I stopped answering my phone after that. Who said I was a superhero? I certainly didn’t. I can’t carry anything heavy when I fly, so it’s not like I can fly up into the mountains and rescue stranded hikers or save airplanes from falling out of the sky. I’m not impervious to injury, as I find out practically every time I’m in the kitchen. And yet, because I can fly, people assume that I have a whole host of other unusual powers.
The chief of police asked me to infiltrate a drug ring. He wanted me to fly around the desert until I found where their big distribution point was, then tell the cops. I told him that I was scared of being seen as I flew around, and that the drug dealers would shoot me, if not right then, after I got home, since there’s nobody else I could be mistaken for. He told me I should turn invisible. When I asked him how I should do that, he acted like I was just being difficult.

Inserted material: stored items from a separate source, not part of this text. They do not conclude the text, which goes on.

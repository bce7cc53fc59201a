//! Failure taxonomy for series fetches.
//!
//! Every failure a caller can observe is a [`FetchError`]. Its [`FailureKind`]
//! decides whether the fetcher retries it and which message a front end shows.
//! Cache I/O problems never appear here; they are absorbed by the client.

use crate::series::Series;
use serde::Serialize;
use std::fmt;
use thiserror::Error;

/// Result of one `get_series` call. There is no partial success.
pub type FetchOutcome = Result<Series, FetchError>;

/// Coarse classification of a [`FetchError`].
#[derive(Debug, Clone, Copy, PartialEq, Eq, Hash, Serialize)]
pub enum FailureKind {
    InvalidQuery,
    RateLimited,
    InvalidSymbol,
    Timeout,
    NetworkError,
    MalformedResponse,
    Interrupted,
}

impl FailureKind {
    /// Only transient transport failures are worth another attempt.
    pub const fn is_retryable(self) -> bool {
        matches!(self, Self::Timeout | Self::NetworkError)
    }

    /// Message suitable for showing to an end user.
    pub const fn user_message(self) -> &'static str {
        match self {
            Self::InvalidQuery => "The request was malformed; check the series and interval options.",
            Self::RateLimited => {
                "API rate limit reached. Try again later or rely on cached data."
            }
            Self::InvalidSymbol => "The provider does not recognize this symbol.",
            Self::Timeout => "The provider did not respond in time. Check your connection and retry.",
            Self::NetworkError => "Could not reach the data provider. Check your connection and retry.",
            Self::MalformedResponse => "The provider returned data in an unexpected format.",
            Self::Interrupted => "The request was cancelled.",
        }
    }
}

impl fmt::Display for FailureKind {
    fn fmt(&self, f: &mut fmt::Formatter<'_>) -> fmt::Result {
        let name = match self {
            Self::InvalidQuery => "invalid query",
            Self::RateLimited => "rate limited",
            Self::InvalidSymbol => "invalid symbol",
            Self::Timeout => "timeout",
            Self::NetworkError => "network error",
            Self::MalformedResponse => "malformed response",
            Self::Interrupted => "interrupted",
        };
        f.write_str(name)
    }
}

/// A terminal fetch failure.
#[derive(Debug, Clone, PartialEq, Eq, Error)]
pub enum FetchError {
    #[error("invalid query: {0}")]
    InvalidQuery(String),

    #[error("rate limited by provider: {0}")]
    RateLimited(String),

    #[error("invalid symbol '{symbol}': {message}")]
    InvalidSymbol { symbol: String, message: String },

    #[error("request timed out: {0}")]
    Timeout(String),

    #[error("network error: {0}")]
    Network(String),

    #[error("malformed response: {0}")]
    MalformedResponse(String),

    #[error("interrupted before attempt {attempt}")]
    Interrupted { attempt: u32 },
}

impl FetchError {
    pub fn kind(&self) -> FailureKind {
        match self {
            Self::InvalidQuery(_) => FailureKind::InvalidQuery,
            Self::RateLimited(_) => FailureKind::RateLimited,
            Self::InvalidSymbol { .. } => FailureKind::InvalidSymbol,
            Self::Timeout(_) => FailureKind::Timeout,
            Self::Network(_) => FailureKind::NetworkError,
            Self::MalformedResponse(_) => FailureKind::MalformedResponse,
            Self::Interrupted { .. } => FailureKind::Interrupted,
        }
    }

    pub fn is_retryable(&self) -> bool {
        self.kind().is_retryable()
    }
}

The authorities have stopped trying to make use of my particular strength and have taken to just harassing me. I got in trouble for flying without filing a flight plan, but I beat that because I pointed out that the FAA regulates aircraft, and I don’t possess any kind of aircraft. Now they just hang around me when I’m doing normal stuff and ticket me all the time for things like parking too far away from the curb and going 36 in a 35 zone.
Lesson #3: If people can’t use you, they have no use for you.
I’m waiting for that part of my movie where the other people with superpowers show up and take me into the fold. I need someone to tell me how this works. How do I make friends with normal people again? How do I live a normal life? How can I make it through another day without feeling so lonely I just want to fly off the Earth entirely and die? Super my ass.
Who Am I, Again?
As I walk down Highway 9, I can smell the wet-redwood smell and hear the tinkle of the rivulets from the recent rain forming tiny streams that will trickle into the San Lorenzo River all of 20 yards away across the street. I feel awkward, unsteady on my feet, but otherwise fine.
I’m just passing the laundrette when a car with two people comes toward me from the south. The car pulls in, blocking the parking spots in front of the laundrette, and the driver, a woman in her 50s, smiles at me. Her passenger, a small man with a mustache, doesn’t look at me.
“You’ve been out long enough. It’s time for you to come back.”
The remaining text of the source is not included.